AA
İsmail Kandemir, AA muhabirine, dün Diyanet İşleri Başkanlığınca kendisine Ayasofya-i Kebir Cami-i Şerifi'ndeki cuma namazı için davet geldiğini söyledi.
Davetin ardından yıllardır verdiği tüm çabaların mutluluğunu yaşadığını belirten Kandemir, tarifsiz duygular içinde olduğunu anlattı. Hazırlıklarını yaparak, torunlarını da yanına alıp sabahın ilk ışıklarıyla beraber yola koyulduğunu belirten Kandemir, şunları belirtti:
"1966 yılında Ayasofya'ya gitmek için 3 gün yol giderdik. Bu bir kızıl elma. Bana, 'Dava açmanız için dernek kurmanız lazım.' dediler. Derneği kurduk, davayı açtık. Uzun yıllar çalıştık ve kazandık. Kalbim pıt pıt atıyor. O kadar heyecanlıyım ki görmek ve onu yaşamak istiyorum. Bu anlatılamaz bir duygu. Torunlarımı da yanıma aldım. Onlar da bu anı yaşasın, hissetsin istiyorum.
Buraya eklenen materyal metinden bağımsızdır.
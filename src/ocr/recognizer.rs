use image::GrayImage;
use serde::{Deserialize, Serialize};

use crate::coords::resolve::AbsolutePoint;
use crate::errors::HarnessResult;

/// Bounding quadrilateral of one recognized text run. Four corners in
/// the engine's consistent winding order starting top-left; capture
/// artifacts mean these are not necessarily axis-aligned.
pub type Quad = [(f32, f32); 4];

/// One recognized text run. `confidence` is kept for logs only — hit
/// order, not confidence, drives targeting.
#[derive(Debug, Clone, Serialize, Deserialize)]
pub struct OcrHit {
    pub text: String,
    pub quad: Quad,
    pub confidence: f32,
}

impl OcrHit {
    /// Geometric centre from the first and third corner (the quad
    /// diagonal).
    pub fn center(&self) -> AbsolutePoint {
        let (x1, y1) = self.quad[0];
        let (x3, y3) = self.quad[2];
        AbsolutePoint {
            x: ((x1 + x3) / 2.0) as i32,
            y: ((y1 + y3) / 2.0) as i32,
        }
    }
}

/// The OCR engine seam. The real engine is expensive to bring up, so
/// the process creates one instance and shares it (`Arc<dyn
/// Recognizer>`); tests inject a stub. Hits come back in the engine's
/// stable scan order, typically top-to-bottom reading order.
pub trait Recognizer: Send + Sync {
    fn recognize(&self, image: &GrayImage) -> HarnessResult<Vec<OcrHit>>;
}

#[cfg(test)]
mod tests {
    use super::*;

    #[test]
    fn center_uses_quad_diagonal() {
        let hit = OcrHit {
            text: "BLOCK1".into(),
            quad: [(10.0, 20.0), (110.0, 20.0), (110.0, 60.0), (10.0, 60.0)],
            confidence: 0.93,
        };
        assert_eq!(hit.center(), AbsolutePoint { x: 60, y: 40 });
    }

    #[test]
    fn center_tolerates_skewed_quads() {
        let hit = OcrHit {
            text: "tilted".into(),
            quad: [(12.0, 18.0), (108.0, 22.0), (112.0, 62.0), (8.0, 58.0)],
            confidence: 0.4,
        };
        // Only corners 0 and 2 matter.
        assert_eq!(hit.center(), AbsolutePoint { x: 62, y: 40 });
    }
}
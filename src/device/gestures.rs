use std::time::Duration;

use crate::coords::resolve::AbsolutePoint;
use crate::device::session::{DeviceSession, PointerAction};
use crate::device::wait;
use crate::errors::HarnessResult;

/// Dwell between down and up; shorter taps register as flicks on some
/// backends.
pub const TAP_DWELL: Duration = Duration::from_millis(100);

/// Pause after pointer-down and after the move, so the backend's
/// gesture heuristics read the sequence as a controlled drag, not a
/// fling, and the UI gets a beat to render before release.
pub const DRAG_PAUSE: Duration = Duration::from_millis(400);

/// Delay after each scroll repetition so animations finish before the
/// next capture.
pub const SCROLL_SETTLE: Duration = Duration::from_secs(2);

pub fn tap_sequence(point: AbsolutePoint) -> Vec<PointerAction> {
    vec![
        PointerAction::MoveTo(point),
        PointerAction::Down,
        PointerAction::Pause(TAP_DWELL),
        PointerAction::Up,
    ]
}

pub fn drag_sequence(start: AbsolutePoint, end: AbsolutePoint) -> Vec<PointerAction> {
    vec![
        PointerAction::MoveTo(start),
        PointerAction::Down,
        PointerAction::Pause(DRAG_PAUSE),
        PointerAction::MoveTo(end),
        PointerAction::Pause(DRAG_PAUSE),
        PointerAction::Up,
    ]
}

/// Single tap at a device-absolute point.
pub async fn tap(session: &dyn DeviceSession, point: AbsolutePoint) -> HarnessResult<()> {
    tracing::debug!(x = point.x, y = point.y, "tap");
    session.perform_pointer(&tap_sequence(point)).await
}

/// Repeated controlled drag from `start` to `end`, with a settle delay
/// after each repetition. Coordinates are caller-supplied; no
/// coordinate math happens here.
pub async fn scroll(
    session: &dyn DeviceSession,
    start: AbsolutePoint,
    end: AbsolutePoint,
    repetitions: u32,
) -> HarnessResult<()> {
    let sequence = drag_sequence(start, end);
    for i in 0..repetitions {
        tracing::debug!(
            step = i + 1,
            total = repetitions,
            from = ?(start.x, start.y),
            to = ?(end.x, end.y),
            "scroll"
        );
        session.perform_pointer(&sequence).await?;
        wait::settle(SCROLL_SETTLE).await;
    }
    Ok(())
}
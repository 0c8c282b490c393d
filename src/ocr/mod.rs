pub mod locator;
pub mod preprocess;
pub mod recognizer;

pub use locator::{is_home_screen_text, FindOutcome, TextLocator};
pub use recognizer::{OcrHit, Quad, Recognizer};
Torunum bana bir gün, 'Dava açacaksın ve kazanacaksın.' demişti. Şimdi de kazandık. Bu beni çok duygulandırdı. Babadan oğla geçen bir hastalık bu, vatan aşkı. Dedem Kurtuluş Savaşı'nda, babam İnönü Savaşı'nda ve amcam Sakarya Savaşı'nda mücadele etmiş. Bu Orta Asya'dan gelen bir aşk. Hiç değişmeyecek bitmeyecek bir aşk."
- AYASOFYA'YA İLİŞKİN HUKUKİ SÜREÇ
Sürekli Vakıflar Tarihi Eserlere ve Çevreye Hizmet Derneği, Ayasofya için ilk olarak 2005'te Danıştaya dava açmıştı. Dernek, 24 Kasım 1934 tarihli Bakanlar Kurulu kararının iptalini ve yürütmenin durdurulmasını istemişti.
Danıştay 10. Dairesi, 24 Haziran 2005'te söz konusu Bakanlar Kurulu kararının yürütmesini durdurma istemini reddetmişti. Daire 2008'de ise caminin müze olarak kullanılmasında hukuka aykırılık bulunmadığına işaret ederek davayı reddetmişti.
Danıştay İdari Dava Daireleri Kurulu, Dairenin bu kararını onamıştı. Dernek, 2016'da tekrar Danıştaya dava açmıştı.
Derneğin Anayasa Mahkemesine yaptığı bireysel başvuru hakkında ise 2018'de karar verilmişti. Yüksek Mahkeme, Ayasofya'nın namaz kılınması için ibadete açılması yönündeki talebin reddedilmesi nedeniyle din ve vicdan hürriyetinin ihlal edildiği iddiasıyla yapılan başvuruyu, "incelenmeksizin kişi bakımından yetkisizlik" nedeniyle kabul edilemez bulmuştu.
Danıştay 10. Dairesi'nin Ayasofya'nın camiden müzeye dönüştürülmesine dair 24 Kasım 1934 tarihli Bakanlar Kurulu kararını iptal etmesinin ardından Ayasofya'nın Diyanet İşleri Başkanlığına devredilerek ibadete açılmasına ilişkin Cumhurbaşkanı Kararı, 10 Temmuz'da Resmi Gazete'nin mükerrer sayısında yayımlanmıştı.